• Exercise details:
Among the entries below, please repeat exactly and only the lines from the line containing "(self.x - other.x).abs()" to the line containing "in the plane.", both lines included.

• Exercise data:
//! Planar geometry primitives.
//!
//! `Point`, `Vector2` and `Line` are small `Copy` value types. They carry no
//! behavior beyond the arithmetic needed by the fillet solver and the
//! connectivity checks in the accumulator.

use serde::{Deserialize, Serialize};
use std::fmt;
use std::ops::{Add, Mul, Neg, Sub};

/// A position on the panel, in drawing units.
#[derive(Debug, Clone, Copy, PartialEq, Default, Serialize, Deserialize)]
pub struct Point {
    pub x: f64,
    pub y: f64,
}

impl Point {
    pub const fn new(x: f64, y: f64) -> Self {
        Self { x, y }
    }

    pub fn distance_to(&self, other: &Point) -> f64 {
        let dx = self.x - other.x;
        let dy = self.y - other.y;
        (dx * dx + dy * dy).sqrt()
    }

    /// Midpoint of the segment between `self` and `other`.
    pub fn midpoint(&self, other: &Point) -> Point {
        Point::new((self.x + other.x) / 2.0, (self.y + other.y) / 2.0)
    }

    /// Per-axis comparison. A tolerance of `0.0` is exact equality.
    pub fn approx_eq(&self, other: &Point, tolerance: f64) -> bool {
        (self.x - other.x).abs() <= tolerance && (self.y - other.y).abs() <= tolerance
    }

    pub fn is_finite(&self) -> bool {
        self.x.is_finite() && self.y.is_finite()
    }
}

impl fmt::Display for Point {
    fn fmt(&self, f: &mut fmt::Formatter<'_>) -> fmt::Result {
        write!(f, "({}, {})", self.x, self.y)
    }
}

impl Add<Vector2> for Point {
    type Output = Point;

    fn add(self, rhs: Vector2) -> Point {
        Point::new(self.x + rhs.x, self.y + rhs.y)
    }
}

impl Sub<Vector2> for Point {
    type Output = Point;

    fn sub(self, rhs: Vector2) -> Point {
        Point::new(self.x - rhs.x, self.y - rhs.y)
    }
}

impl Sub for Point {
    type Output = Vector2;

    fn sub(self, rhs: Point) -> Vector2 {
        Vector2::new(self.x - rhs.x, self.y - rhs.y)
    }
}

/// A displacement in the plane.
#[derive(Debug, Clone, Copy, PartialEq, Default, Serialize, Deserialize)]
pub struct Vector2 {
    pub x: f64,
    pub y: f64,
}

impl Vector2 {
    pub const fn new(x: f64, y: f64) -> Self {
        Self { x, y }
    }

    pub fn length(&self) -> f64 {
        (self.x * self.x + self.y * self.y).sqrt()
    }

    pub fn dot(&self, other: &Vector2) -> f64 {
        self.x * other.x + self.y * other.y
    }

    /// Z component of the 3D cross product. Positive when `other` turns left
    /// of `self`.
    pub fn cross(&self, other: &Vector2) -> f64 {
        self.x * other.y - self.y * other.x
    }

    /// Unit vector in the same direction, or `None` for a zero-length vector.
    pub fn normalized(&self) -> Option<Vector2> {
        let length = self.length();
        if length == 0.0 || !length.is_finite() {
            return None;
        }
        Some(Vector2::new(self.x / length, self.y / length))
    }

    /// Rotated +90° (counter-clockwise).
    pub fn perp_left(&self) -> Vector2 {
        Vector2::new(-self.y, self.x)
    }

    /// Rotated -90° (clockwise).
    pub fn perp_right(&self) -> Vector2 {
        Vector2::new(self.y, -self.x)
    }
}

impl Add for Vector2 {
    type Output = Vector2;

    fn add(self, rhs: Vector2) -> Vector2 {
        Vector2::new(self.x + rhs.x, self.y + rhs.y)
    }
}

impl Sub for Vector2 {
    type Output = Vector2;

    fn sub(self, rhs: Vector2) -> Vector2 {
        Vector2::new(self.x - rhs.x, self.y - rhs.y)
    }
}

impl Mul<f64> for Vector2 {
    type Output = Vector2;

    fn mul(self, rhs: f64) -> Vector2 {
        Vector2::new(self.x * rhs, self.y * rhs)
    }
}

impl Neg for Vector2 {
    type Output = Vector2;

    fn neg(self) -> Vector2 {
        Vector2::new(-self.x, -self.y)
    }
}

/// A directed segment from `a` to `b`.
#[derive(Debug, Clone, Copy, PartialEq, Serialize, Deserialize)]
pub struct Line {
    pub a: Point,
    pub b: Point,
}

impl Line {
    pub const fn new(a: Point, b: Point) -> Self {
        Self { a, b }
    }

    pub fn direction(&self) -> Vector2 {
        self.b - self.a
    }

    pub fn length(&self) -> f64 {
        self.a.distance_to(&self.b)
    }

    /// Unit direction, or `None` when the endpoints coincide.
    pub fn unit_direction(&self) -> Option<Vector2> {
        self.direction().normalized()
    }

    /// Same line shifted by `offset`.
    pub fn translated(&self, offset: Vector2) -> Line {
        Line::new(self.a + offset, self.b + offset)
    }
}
==
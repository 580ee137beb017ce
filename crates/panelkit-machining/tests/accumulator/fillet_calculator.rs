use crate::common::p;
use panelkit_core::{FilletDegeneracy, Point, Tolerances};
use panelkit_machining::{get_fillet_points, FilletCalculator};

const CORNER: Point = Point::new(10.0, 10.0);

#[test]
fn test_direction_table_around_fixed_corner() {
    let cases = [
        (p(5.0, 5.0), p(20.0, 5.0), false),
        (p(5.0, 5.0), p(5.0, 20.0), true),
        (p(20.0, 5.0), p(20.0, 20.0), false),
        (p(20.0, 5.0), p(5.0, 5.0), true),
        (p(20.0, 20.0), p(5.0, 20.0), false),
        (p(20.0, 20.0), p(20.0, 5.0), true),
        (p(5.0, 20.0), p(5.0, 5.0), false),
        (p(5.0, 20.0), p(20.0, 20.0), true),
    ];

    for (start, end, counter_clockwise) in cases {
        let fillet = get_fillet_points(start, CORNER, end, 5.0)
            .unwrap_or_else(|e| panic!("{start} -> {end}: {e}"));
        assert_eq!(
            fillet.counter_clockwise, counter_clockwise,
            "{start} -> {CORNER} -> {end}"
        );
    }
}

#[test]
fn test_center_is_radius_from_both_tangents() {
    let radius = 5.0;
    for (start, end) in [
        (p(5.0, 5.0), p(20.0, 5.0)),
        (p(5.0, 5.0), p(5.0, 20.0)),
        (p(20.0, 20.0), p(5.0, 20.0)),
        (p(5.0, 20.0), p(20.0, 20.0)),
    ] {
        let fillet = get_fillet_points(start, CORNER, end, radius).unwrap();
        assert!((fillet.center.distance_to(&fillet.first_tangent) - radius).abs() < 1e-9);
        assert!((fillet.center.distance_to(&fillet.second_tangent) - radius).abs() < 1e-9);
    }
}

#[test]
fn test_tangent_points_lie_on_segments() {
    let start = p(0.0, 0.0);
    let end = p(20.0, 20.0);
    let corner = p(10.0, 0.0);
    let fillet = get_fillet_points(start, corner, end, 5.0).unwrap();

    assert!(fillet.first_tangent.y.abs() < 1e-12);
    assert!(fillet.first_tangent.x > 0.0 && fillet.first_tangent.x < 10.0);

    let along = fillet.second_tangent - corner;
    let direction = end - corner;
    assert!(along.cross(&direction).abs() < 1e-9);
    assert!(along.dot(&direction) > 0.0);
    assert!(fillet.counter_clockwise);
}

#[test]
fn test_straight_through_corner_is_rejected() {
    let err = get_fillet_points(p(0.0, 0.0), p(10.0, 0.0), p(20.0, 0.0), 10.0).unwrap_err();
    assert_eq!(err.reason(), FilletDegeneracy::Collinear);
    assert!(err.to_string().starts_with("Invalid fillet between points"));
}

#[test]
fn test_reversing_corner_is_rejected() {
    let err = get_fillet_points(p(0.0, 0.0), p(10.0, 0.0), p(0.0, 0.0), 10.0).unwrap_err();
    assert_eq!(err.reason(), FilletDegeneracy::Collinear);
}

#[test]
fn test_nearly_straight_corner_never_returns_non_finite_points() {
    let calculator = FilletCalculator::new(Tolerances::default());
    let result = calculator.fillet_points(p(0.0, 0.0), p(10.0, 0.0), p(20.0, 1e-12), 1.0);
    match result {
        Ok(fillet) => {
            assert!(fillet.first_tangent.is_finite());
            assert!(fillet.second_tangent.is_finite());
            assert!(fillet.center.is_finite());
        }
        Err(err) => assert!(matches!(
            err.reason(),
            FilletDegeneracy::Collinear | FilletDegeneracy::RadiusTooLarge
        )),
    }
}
--
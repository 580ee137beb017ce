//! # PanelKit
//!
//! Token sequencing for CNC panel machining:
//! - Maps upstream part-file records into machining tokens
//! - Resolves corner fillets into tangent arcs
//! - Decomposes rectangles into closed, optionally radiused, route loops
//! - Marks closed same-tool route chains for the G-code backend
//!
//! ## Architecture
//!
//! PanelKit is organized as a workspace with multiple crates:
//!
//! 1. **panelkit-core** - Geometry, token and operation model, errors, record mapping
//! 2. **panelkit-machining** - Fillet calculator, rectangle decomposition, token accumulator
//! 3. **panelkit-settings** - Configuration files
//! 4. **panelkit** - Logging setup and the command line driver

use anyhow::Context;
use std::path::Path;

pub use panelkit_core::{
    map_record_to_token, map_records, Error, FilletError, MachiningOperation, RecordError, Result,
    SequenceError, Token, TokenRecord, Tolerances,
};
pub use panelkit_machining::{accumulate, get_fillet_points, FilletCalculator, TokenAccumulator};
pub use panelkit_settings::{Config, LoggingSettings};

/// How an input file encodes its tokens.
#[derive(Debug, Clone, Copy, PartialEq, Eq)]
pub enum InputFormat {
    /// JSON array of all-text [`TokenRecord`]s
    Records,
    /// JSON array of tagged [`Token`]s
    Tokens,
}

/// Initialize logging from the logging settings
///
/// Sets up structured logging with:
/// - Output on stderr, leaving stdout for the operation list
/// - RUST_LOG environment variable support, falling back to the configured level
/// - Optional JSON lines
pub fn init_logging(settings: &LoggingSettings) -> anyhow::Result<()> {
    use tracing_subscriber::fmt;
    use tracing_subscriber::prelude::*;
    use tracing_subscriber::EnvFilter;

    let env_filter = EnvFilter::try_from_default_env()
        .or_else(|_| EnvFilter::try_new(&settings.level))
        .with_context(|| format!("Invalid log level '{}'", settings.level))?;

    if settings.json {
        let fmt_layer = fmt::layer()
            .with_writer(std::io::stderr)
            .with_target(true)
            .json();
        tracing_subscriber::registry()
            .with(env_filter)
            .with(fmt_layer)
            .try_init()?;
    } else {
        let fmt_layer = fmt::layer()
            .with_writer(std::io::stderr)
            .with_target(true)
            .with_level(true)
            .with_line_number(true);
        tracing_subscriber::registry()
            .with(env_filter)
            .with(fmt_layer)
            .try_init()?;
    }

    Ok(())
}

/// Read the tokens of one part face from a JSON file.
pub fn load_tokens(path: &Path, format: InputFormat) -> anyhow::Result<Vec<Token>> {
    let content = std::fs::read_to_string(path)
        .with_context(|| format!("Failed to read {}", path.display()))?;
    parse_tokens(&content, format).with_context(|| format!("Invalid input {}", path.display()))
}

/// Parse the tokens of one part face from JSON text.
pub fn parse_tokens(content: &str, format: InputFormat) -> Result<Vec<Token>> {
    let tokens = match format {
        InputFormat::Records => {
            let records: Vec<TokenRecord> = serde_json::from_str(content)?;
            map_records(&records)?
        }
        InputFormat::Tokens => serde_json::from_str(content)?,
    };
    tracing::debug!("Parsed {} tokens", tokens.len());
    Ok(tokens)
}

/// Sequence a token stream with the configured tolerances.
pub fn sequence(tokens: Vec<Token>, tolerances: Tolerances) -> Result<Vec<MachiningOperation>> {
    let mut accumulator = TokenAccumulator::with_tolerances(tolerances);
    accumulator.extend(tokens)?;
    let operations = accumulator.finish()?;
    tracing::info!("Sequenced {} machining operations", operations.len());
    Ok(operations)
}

• Output below:
        (self.x - other.x).abs() <= tolerance && (self.y - other.y).abs() <= tolerance
    }

    pub fn is_finite(&self) -> bool {
        self.x.is_finite() && self.y.is_finite()
    }
}

impl fmt::Display for Point {
    fn fmt(&self, f: &mut fmt::Formatter<'_>) -> fmt::Result {
        write!(f, "({}, {})", self.x, self.y)
    }
}

impl Add<Vector2> for Point {
    type Output = Point;

    fn add(self, rhs: Vector2) -> Point {
        Point::new(self.x + rhs.x, self.y + rhs.y)
    }
}

impl Sub<Vector2> for Point {
    type Output = Point;

    fn sub(self, rhs: Vector2) -> Point {
        Point::new(self.x - rhs.x, self.y - rhs.y)
    }
}

impl Sub for Point {
    type Output = Vector2;

    fn sub(self, rhs: Point) -> Vector2 {
        Vector2::new(self.x - rhs.x, self.y - rhs.y)
    }
}

/// A displacement in the plane.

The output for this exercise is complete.